**Task objective**. Repeat every line of the material below exactly.

**The data**.
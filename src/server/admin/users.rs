use std::sync::Arc;

use axum::{
    Json,
    extract::{Query, State},
    response::IntoResponse,
};

use crate::auth::RequireAdmin;
use crate::server::AppState;
use crate::server::dto::PaginationParams;
use crate::server::response::{
    ApiError, ApiResponse, DEFAULT_PAGE_SIZE, PaginatedResponse, StoreResultExt, paginate,
};

/// GET /admin/users, paginated by email.
pub async fn list_users(
    _admin: RequireAdmin,
    State(state): State<Arc<AppState>>,
    Query(params): Query<PaginationParams>,
) -> impl IntoResponse {
    let limit = params.limit.unwrap_or(DEFAULT_PAGE_SIZE).clamp(1, 100);
    let cursor = params.cursor.as_deref().unwrap_or("");

    let users = state
        .store
        .list_users(cursor, limit + 1)
        .api_err("Failed to list users")?;

    let (users, next_cursor, has_more) = paginate(users, limit as usize, |u| u.email.clone());

    Ok::<_, ApiError>(Json(ApiResponse::success(PaginatedResponse::new(
        users,
        next_cursor,
        has_more,
    ))))
}
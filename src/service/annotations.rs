//! Time-coded annotations and the project CSV export.

use chrono::Utc;
use uuid::Uuid;

use super::access::require_project_member;
use super::validation::require_field;
use crate::error::{Error, Result};
use crate::notify::Notifier;
use crate::store::Store;
use crate::types::{Annotation, AnnotationWithAuthor, User, Video};

pub const CSV_HEADER: &str = "video;time;user;category;content;parent_id";

#[derive(Debug, Clone, Default)]
pub struct NewAnnotation<'a> {
    pub video_id: &'a str,
    pub time_seconds: f64,
    pub content: &'a str,
    pub category: Option<&'a str>,
    pub parent_id: Option<&'a str>,
}

/// Records an annotation and notifies the project's members.
///
/// The notification is dispatched after the write commits and is not
/// awaited; delivery problems never fail the request.
pub fn create(
    store: &dyn Store,
    notifier: &Notifier,
    author: &User,
    new: NewAnnotation<'_>,
) -> Result<Annotation> {
    if !new.time_seconds.is_finite() || new.time_seconds < 0.0 {
        return Err(Error::InvalidTimecode(new.time_seconds));
    }
    let content = require_field(Some(new.content), "content")?;

    let video = store.get_video(new.video_id)?.ok_or(Error::NotFound)?;
    let project = require_project_member(store, author, &video.project_id)?;

    let parent_id = match new.parent_id.map(str::trim).filter(|p| !p.is_empty()) {
        Some(parent_id) => match store.get_annotation(parent_id)? {
            Some(parent) if parent.video_id == video.id => Some(parent.id),
            _ => return Err(Error::InvalidParent),
        },
        None => None,
    };

    let annotation = Annotation {
        id: Uuid::new_v4().to_string(),
        video_id: video.id.clone(),
        user_id: author.id.clone(),
        time_seconds: new.time_seconds,
        content: content.to_string(),
        category: new
            .category
            .map(str::trim)
            .filter(|c| !c.is_empty())
            .map(str::to_string),
        parent_id,
        created_at: Utc::now(),
    };
    store.create_annotation(&annotation)?;

    tracing::info!(
        annotation_id = %annotation.id,
        video_id = %video.id,
        author = %author.id,
        "Annotation created"
    );

    let author_name = author.display_name.as_deref().unwrap_or(&author.email);
    notifier.notify_project_members(
        store,
        &project.id,
        format!("New annotation on \"{}\"", video.title),
        format!(
            "{author_name} annotated \"{}\" in project \"{}\" at {}:\n\n{}\n",
            video.title,
            project.title,
            format_timecode(annotation.time_seconds),
            annotation.content
        ),
    );

    Ok(annotation)
}

/// Lists a video's annotations by ascending time, insertion order on ties.
pub fn list_by_video(store: &dyn Store, user: &User, video_id: &str) -> Result<Vec<AnnotationWithAuthor>> {
    let video = load_video(store, user, video_id)?;
    store.list_video_annotations(&video.id)
}

/// Renders every annotation of a project as `;`-separated text.
///
/// Rows are ordered by video insertion, then time, then annotation
/// insertion. Free-text fields are flattened with [`sanitize_field`], so each
/// line holds exactly six fields.
pub fn export_project_csv(store: &dyn Store, user: &User, project_id: &str) -> Result<String> {
    let project = require_project_member(store, user, project_id)?;
    let rows = store.list_export_rows(&project.id)?;

    let mut csv = String::from(CSV_HEADER);
    csv.push('\n');

    for row in rows {
        let fields = [
            sanitize_field(&row.video_title),
            row.time_seconds.to_string(),
            sanitize_field(&row.author),
            sanitize_field(row.category.as_deref().unwrap_or_default()),
            sanitize_field(&row.content),
            row.parent_id.unwrap_or_default(),
        ];
        csv.push_str(&fields.join(";"));
        csv.push('\n');
    }

    Ok(csv)
}

/// Replaces `;` with `,` and line breaks with spaces.
#[must_use]
pub fn sanitize_field(value: &str) -> String {
    value
        .chars()
        .map(|c| match c {
            ';' => ',',
            '\r' | '\n' => ' ',
            other => other,
        })
        .collect()
}

fn load_video(store: &dyn Store, user: &User, video_id: &str) -> Result<Video> {
    let video = store.get_video(video_id)?.ok_or(Error::NotFound)?;
    require_project_member(store, user, &video.project_id)?;
    Ok(video)
}

fn format_timecode(seconds: f64) -> String {
    let total = seconds as u64;
    format!("{:02}:{:02}:{:02}", total / 3600, (total % 3600) / 60, total % 60)
}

**Answer below**.
filename src/server/admin/users.rs
use std::sync::Arc;

use axum::{
    Json,
    extract::{Query, State},
    response::IntoResponse,
};

use crate::auth::RequireAdmin;
use crate::server::AppState;
use crate::server::dto::PaginationParams;
use crate::server::response::{
    ApiError, ApiResponse, DEFAULT_PAGE_SIZE, PaginatedResponse, StoreResultExt, paginate,
};

/// GET /admin/users, paginated by email.
pub async fn list_users(
    _admin: RequireAdmin,
    State(state): State<Arc<AppState>>,
    Query(params): Query<PaginationParams>,
) -> impl IntoResponse {
    let limit = params.limit.unwrap_or(DEFAULT_PAGE_SIZE).clamp(1, 100);
    let cursor = params.cursor.as_deref().unwrap_or("");

    let users = state
        .store
        .list_users(cursor, limit + 1)
        .api_err("Failed to list users")?;

    let (users, next_cursor, has_more) = paginate(users, limit as usize, |u| u.email.clone());

    Ok::<_, ApiError>(Json(ApiResponse::success(PaginatedResponse::new(
        users,
        next_cursor,
        has_more,
    ))))
}
filename src/service/annotations.rs
//! Time-coded annotations and the project CSV export.

use chrono::Utc;
use uuid::Uuid;

use super::access::require_project_member;
use super::validation::require_field;
use crate::error::{Error, Result};
use crate::notify::Notifier;
use crate::store::Store;
use crate::types::{Annotation, AnnotationWithAuthor, User, Video};

pub const CSV_HEADER: &str = "video;time;user;category;content;parent_id";

#[derive(Debug, Clone, Default)]
pub struct NewAnnotation<'a> {
    pub video_id: &'a str,
    pub time_seconds: f64,
    pub content: &'a str,
    pub category: Option<&'a str>,
    pub parent_id: Option<&'a str>,
}

/// Records an annotation and notifies the project's members.
///
/// The notification is dispatched after the write commits and is not
/// awaited; delivery problems never fail the request.
pub fn create(
    store: &dyn Store,
    notifier: &Notifier,
    author: &User,
    new: NewAnnotation<'_>,
) -> Result<Annotation> {
    if !new.time_seconds.is_finite() || new.time_seconds < 0.0 {
        return Err(Error::InvalidTimecode(new.time_seconds));
    }
    let content = require_field(Some(new.content), "content")?;

    let video = store.get_video(new.video_id)?.ok_or(Error::NotFound)?;
    let project = require_project_member(store, author, &video.project_id)?;

    let parent_id = match new.parent_id.map(str::trim).filter(|p| !p.is_empty()) {
        Some(parent_id) => match store.get_annotation(parent_id)? {
            Some(parent) if parent.video_id == video.id => Some(parent.id),
            _ => return Err(Error::InvalidParent),
        },
        None => None,
    };

    let annotation = Annotation {
        id: Uuid::new_v4().to_string(),
        video_id: video.id.clone(),
        user_id: author.id.clone(),
        time_seconds: new.time_seconds,
        content: content.to_string(),
        category: new
            .category
            .map(str::trim)
            .filter(|c| !c.is_empty())
            .map(str::to_string),
        parent_id,
        created_at: Utc::now(),
    };
    store.create_annotation(&annotation)?;

    tracing::info!(
        annotation_id = %annotation.id,
        video_id = %video.id,
        author = %author.id,
        "Annotation created"
    );

    let author_name = author.display_name.as_deref().unwrap_or(&author.email);
    notifier.notify_project_members(
        store,
        &project.id,
        format!("New annotation on \"{}\"", video.title),
        format!(
            "{author_name} annotated \"{}\" in project \"{}\" at {}:\n\n{}\n",
            video.title,
            project.title,
            format_timecode(annotation.time_seconds),
            annotation.content
        ),
    );

    Ok(annotation)
}

/// Lists a video's annotations by ascending time, insertion order on ties.
pub fn list_by_video(store: &dyn Store, user: &User, video_id: &str) -> Result<Vec<AnnotationWithAuthor>> {
    let video = load_video(store, user, video_id)?;
    store.list_video_annotations(&video.id)
}

/// Renders every annotation of a project as `;`-separated text.
///
/// Rows are ordered by video insertion, then time, then annotation
/// insertion. Free-text fields are flattened with [`sanitize_field`], so each
/// line holds exactly six fields.
pub fn export_project_csv(store: &dyn Store, user: &User, project_id: &str) -> Result<String> {
    let project = require_project_member(store, user, project_id)?;
    let rows = store.list_export_rows(&project.id)?;

    let mut csv = String::from(CSV_HEADER);
    csv.push('\n');

    for row in rows {
        let fields = [
            sanitize_field(&row.video_title),
            row.time_seconds.to_string(),
            sanitize_field(&row.author),
            sanitize_field(row.category.as_deref().unwrap_or_default()),
            sanitize_field(&row.content),
            row.parent_id.unwrap_or_default(),
        ];
        csv.push_str(&fields.join(";"));
        csv.push('\n');
    }

    Ok(csv)
}

/// Replaces `;` with `,` and line breaks with spaces.
#[must_use]
pub fn sanitize_field(value: &str) -> String {
    value
        .chars()
        .map(|c| match c {
            ';' => ',',
            '\r' | '\n' => ' ',
            other => other,
        })
        .collect()
}

fn load_video(store: &dyn Store, user: &User, video_id: &str) -> Result<Video> {
    let video = store.get_video(video_id)?.ok_or(Error::NotFound)?;
    require_project_member(store, user, &video.project_id)?;
    Ok(video)
}

fn format_timecode(seconds: f64) -> String {
    let total = seconds as u64;
    format!("{:02}:{:02}:{:02}", total / 3600, (total % 3600) / 60, total % 60)
}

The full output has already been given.